» **WORK REQUIRED**
Work through the listing below, copying each line that carries the word "Creates".

» **LISTED RECORDS**
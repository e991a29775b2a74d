//! Pre-built mock filesystem scenarios for testing.
//!
//! These scenarios provide realistic runit service trees together with the
//! `/proc` state of the supervised processes.

use chrono::{DateTime, Utc};

use super::filesystem::MockFs;
use crate::collector::runit::{SvState, SvStatus};

fn started_at() -> DateTime<Utc> {
    DateTime::from_timestamp(1_700_000_000, 0).unwrap_or_default()
}

fn supervise_dir(root: &str, name: &str) -> String {
    format!("{}/{}/supervise", root.trim_end_matches('/'), name)
}

impl MockFs {
    /// Adds a running service `root/name` supervised as `pid`.
    pub fn add_running_service(&mut self, root: &str, name: &str, pid: u32) {
        let supervise = supervise_dir(root, name);
        let status = SvStatus::running(pid, started_at());
        self.add_file(format!("{}/status", supervise), status.encode());
        self.add_fifo(format!("{}/ok", supervise), true);
    }

    /// Adds a service `root/name` that runsv reports as down.
    pub fn add_down_service(&mut self, root: &str, name: &str) {
        let supervise = supervise_dir(root, name);
        let status = SvStatus {
            pid: 0,
            state: SvState::Down,
            since: Some(started_at()),
            paused: false,
            want_up: false,
            term_sent: false,
        };
        self.add_file(format!("{}/status", supervise), status.encode());
        self.add_fifo(format!("{}/ok", supervise), true);
    }

    /// Adds a service `root/name` whose runsv died while it ran as `pid`.
    ///
    /// The status record still says *run*, but nothing listens on `ok`.
    pub fn add_orphaned_service(&mut self, root: &str, name: &str, pid: u32) {
        self.add_running_service(root, name, pid);
        self.add_fifo(format!("{}/ok", supervise_dir(root, name)), false);
    }

    /// Creates a typical encoder appliance.
    ///
    /// Includes: `pearl.encoder` (pid 1200, `channel_id` 3), `web` (pid 1300)
    /// and its `web/log` logger service, which is down.
    pub fn typical_services() -> Self {
        let mut fs = Self::new();

        fs.add_running_service("/service", "pearl.encoder", 1200);
        fs.add_file("/service/pearl.encoder/run", "#!/bin/sh\nexec encoder\n");
        fs.add_file("/service/pearl.encoder/channel_id", "3\n");
        fs.add_process_status(
            1200,
            "\
Name:\tencoder
Umask:\t0022
State:\tS (sleeping)
Tgid:\t1200
Pid:\t1200
PPid:\t1180
VmPeak:\t  240128 kB
VmSize:\t  238004 kB
VmHWM:\t    4100 kB
VmRSS:\t    2048 kB
Threads:\t4
voluntary_ctxt_switches:\t90211
nonvoluntary_ctxt_switches:\t312
",
        );

        fs.add_running_service("/service", "web", 1300);
        fs.add_file("/service/web/run", "#!/bin/sh\nexec nginx -g 'daemon off;'\n");
        fs.add_down_service("/service/web", "log");
        fs.add_process_status(
            1300,
            "\
Name:\tnginx
State:\tS (sleeping)
Pid:\t1300
PPid:\t1290
VmRSS:\t    5872 kB
Threads:\t1
voluntary_ctxt_switches:\t1402
nonvoluntary_ctxt_switches:\t17
",
        );

        fs
    }
}
//! Readers for the Linux `/proc` filesystem.
//!
//! Only per-process status records are consumed; see [`status`].

pub mod status;

pub use status::{
    KNOWN_METRICS, KnownMetricSpec, ProcessStatusSnapshot, StatusReader, parse_status_record,
};
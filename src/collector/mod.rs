//! Service metrics collector for runit-supervised processes.
//!
//! This module discovers runit services, asks the supervisor for the pid of
//! each one and extracts memory, thread and scheduling counters from
//! `/proc/[pid]/status`, with support for mocking in tests.
//!
//! # Architecture
//!
//! ```text
//! ┌─────────────────────────────────────────────────────────────┐
//! │                      ServiceCollector                       │
//! │  ┌──────────────────┐ ┌─────────────────┐ ┌──────────────┐  │
//! │  │ ServiceDiscovery │ │ RunitSupervisor │ │ StatusReader │  │
//! │  │ - /service/**    │ │ - supervise/    │ │ - /proc/[pid]│  │
//! │  │                  │ │   status        │ │   /status    │  │
//! │  └────────┬─────────┘ └────────┬────────┘ └──────┬───────┘  │
//! │           └────────────────────┼─────────────────┘          │
//! │                         ┌──────▼──────┐                     │
//! │                         │  FileSystem │ (trait)             │
//! │                         └──────┬──────┘                     │
//! └────────────────────────────────┼────────────────────────────┘
//!                                  │
//!                       ┌──────────┴──────────┐
//!                ┌──────▼──────┐       ┌──────▼──────┐
//!                │   RealFs    │       │   MockFs    │
//!                └─────────────┘       └─────────────┘
//! ```
//!
//! # Usage
//!
//! ```
//! use runit_exporter::collector::{MockFs, ServiceCollector};
//! use runit_exporter::config::ExporterConfig;
//!
//! let fs = MockFs::typical_services();
//! let collector = ServiceCollector::new(fs, &ExporterConfig::default());
//! let (samples, summary) = collector.collect().unwrap();
//! assert_eq!(summary.services, 3);
//! assert!(!samples.is_empty());
//! ```

#[allow(clippy::module_inception)]
mod collector;
mod error;
pub mod mock;
pub mod procfs;
pub mod runit;
pub mod traits;

pub use collector::{PassSummary, ServiceCollector, ServiceOutcome};
pub use error::CollectError;
pub use mock::MockFs;
pub use traits::{FileKind, FileSystem, RealFs};
//! Discovery of runit service directories.
//!
//! A directory is a service iff it has a `supervise/` subdirectory. Each root
//! is walked depth-first in lexicographic order; symlinks to directories are
//! checked for the marker but not followed further, which matches how
//! `/service` usually links into `/etc/sv`.

use std::path::{Path, PathBuf};

use tracing::{debug, warn};

use crate::collector::error::CollectError;
use crate::collector::runit::service::Service;
use crate::collector::traits::{FileKind, FileSystem};

/// Finds supervised services under a list of root directories.
pub struct ServiceDiscovery<F: FileSystem> {
    fs: F,
    roots: Vec<PathBuf>,
    marker: String,
}

impl<F: FileSystem> ServiceDiscovery<F> {
    /// Creates a discovery over `roots`, identifying services by `marker`.
    pub fn new(fs: F, roots: Vec<PathBuf>, marker: impl Into<String>) -> Self {
        Self {
            fs,
            roots,
            marker: marker.into(),
        }
    }

    pub fn roots(&self) -> &[PathBuf] {
        &self.roots
    }

    /// Discovers services under every root.
    ///
    /// Roots that cannot be walked are logged and skipped. Fails only when
    /// there are roots and none of them could be walked.
    pub fn discover(&self) -> Result<Vec<Service>, CollectError> {
        let mut services = Vec::new();
        let mut failed = Vec::new();

        for root in &self.roots {
            match self.services_in_root(root) {
                Ok(found) => {
                    debug!("{}: {} services", root.display(), found.len());
                    services.extend(found);
                }
                Err(e) => {
                    warn!("Skipping service root: {}", e);
                    failed.push(root.clone());
                }
            }
        }

        if !self.roots.is_empty() && failed.len() == self.roots.len() {
            return Err(CollectError::NoServiceRoots(failed));
        }

        Ok(services)
    }

    /// Walks one root. Any traversal error aborts the walk of this root.
    pub fn services_in_root(&self, root: &Path) -> Result<Vec<Service>, CollectError> {
        let mut services = Vec::new();
        self.walk(root, &mut services)?;
        Ok(services)
    }

    /// Returns `true` if `dir` contains the marker subdirectory.
    ///
    /// A missing marker is a plain `false`; any other failure is an error.
    pub fn is_service_dir(&self, dir: &Path) -> Result<bool, CollectError> {
        self.fs
            .try_exists(&dir.join(&self.marker))
            .map_err(|source| CollectError::Discovery {
                path: dir.to_path_buf(),
                source,
            })
    }

    fn walk(&self, dir: &Path, services: &mut Vec<Service>) -> Result<(), CollectError> {
        self.visit(dir, services)?;

        let mut entries = self
            .fs
            .read_dir(dir)
            .map_err(|source| CollectError::Discovery {
                path: dir.to_path_buf(),
                source,
            })?;
        entries.sort();

        for entry in entries {
            let kind = self
                .fs
                .file_kind(&entry)
                .map_err(|source| CollectError::Discovery {
                    path: entry.clone(),
                    source,
                })?;

            match kind {
                FileKind::Dir => self.walk(&entry, services)?,
                FileKind::Symlink if self.fs.is_dir(&entry) => self.visit(&entry, services)?,
                _ => {}
            }
        }

        Ok(())
    }

    fn visit(&self, dir: &Path, services: &mut Vec<Service>) -> Result<(), CollectError> {
        if self.is_service_dir(dir)?
            && let Some(service) = Service::from_dir(dir)
        {
            services.push(service);
        }
        Ok(())
    }
}
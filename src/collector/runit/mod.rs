//! runit service discovery and supervision queries.

pub mod discovery;
pub mod service;
pub mod supervise;

pub use discovery::ServiceDiscovery;
pub use service::{Service, ServiceLabels, stripped_name};
pub use supervise::{RunitSupervisor, STATUS_LEN, SvState, SvStatus, Supervisor};
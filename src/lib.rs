//! runit-exporter - status metrics for runit-supervised services.
//!
//! This library provides:
//! - `collector` - service discovery, supervision queries and `/proc` parsing
//! - `metrics` - samples, sinks and Prometheus/JSON output
//! - `config` - collector settings
//!
//! The `runit-exporter` binary runs collection passes on an interval.

pub mod collector;
pub mod config;
pub mod metrics;
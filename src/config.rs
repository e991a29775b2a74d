//! Collector configuration.

use std::path::PathBuf;

/// Service roots scanned when none are configured.
pub const DEFAULT_SERVICE_ROOTS: [&str; 2] = ["/service/", "/tmp/service/"];

/// Settings shared by discovery, supervision queries and status reads.
#[derive(Debug, Clone, PartialEq, Eq)]
pub struct ExporterConfig {
    /// Directories walked for supervised services.
    pub roots: Vec<PathBuf>,
    /// Mount point of the proc filesystem.
    pub proc_path: PathBuf,
    /// Subdirectory whose presence marks a service directory.
    pub supervise_dir: String,
    /// Optional per-service file holding the `channel_id` label.
    pub channel_id_file: String,
    /// Upper bound on bytes read from `channel_id_file`.
    pub channel_id_max_len: usize,
}

impl Default for ExporterConfig {
    fn default() -> Self {
        Self {
            roots: DEFAULT_SERVICE_ROOTS.iter().map(PathBuf::from).collect(),
            proc_path: PathBuf::from("/proc"),
            supervise_dir: "supervise".to_string(),
            channel_id_file: "channel_id".to_string(),
            channel_id_max_len: 8,
        }
    }
}

impl ExporterConfig {
    /// Replaces the service roots; an empty list keeps the defaults.
    pub fn with_roots(mut self, roots: Vec<PathBuf>) -> Self {
        if !roots.is_empty() {
            self.roots = roots;
        }
        self
    }

    pub fn with_proc_path(mut self, proc_path: impl Into<PathBuf>) -> Self {
        self.proc_path = proc_path.into();
        self
    }
}

#[cfg(test)]
mod tests {
    use super::*;

    #[test]
    fn test_defaults() {
        let config = ExporterConfig::default();
        assert_eq!(
            config.roots,
            vec![PathBuf::from("/service/"), PathBuf::from("/tmp/service/")]
        );
        assert_eq!(config.proc_path, PathBuf::from("/proc"));
        assert_eq!(config.supervise_dir, "supervise");
        assert_eq!(config.channel_id_max_len, 8);
    }

    #[test]
    fn test_with_roots() {
        let config = ExporterConfig::default().with_roots(vec![PathBuf::from("/etc/service")]);
        assert_eq!(config.roots, vec![PathBuf::from("/etc/service")]);

        let config = ExporterConfig::default().with_roots(Vec::new());
        assert_eq!(config.roots.len(), 2);
    }
}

» **PROBLEM SOLUTION**
    /// Creates a typical encoder appliance.
    /// Creates a discovery over `roots`, identifying services by `marker`.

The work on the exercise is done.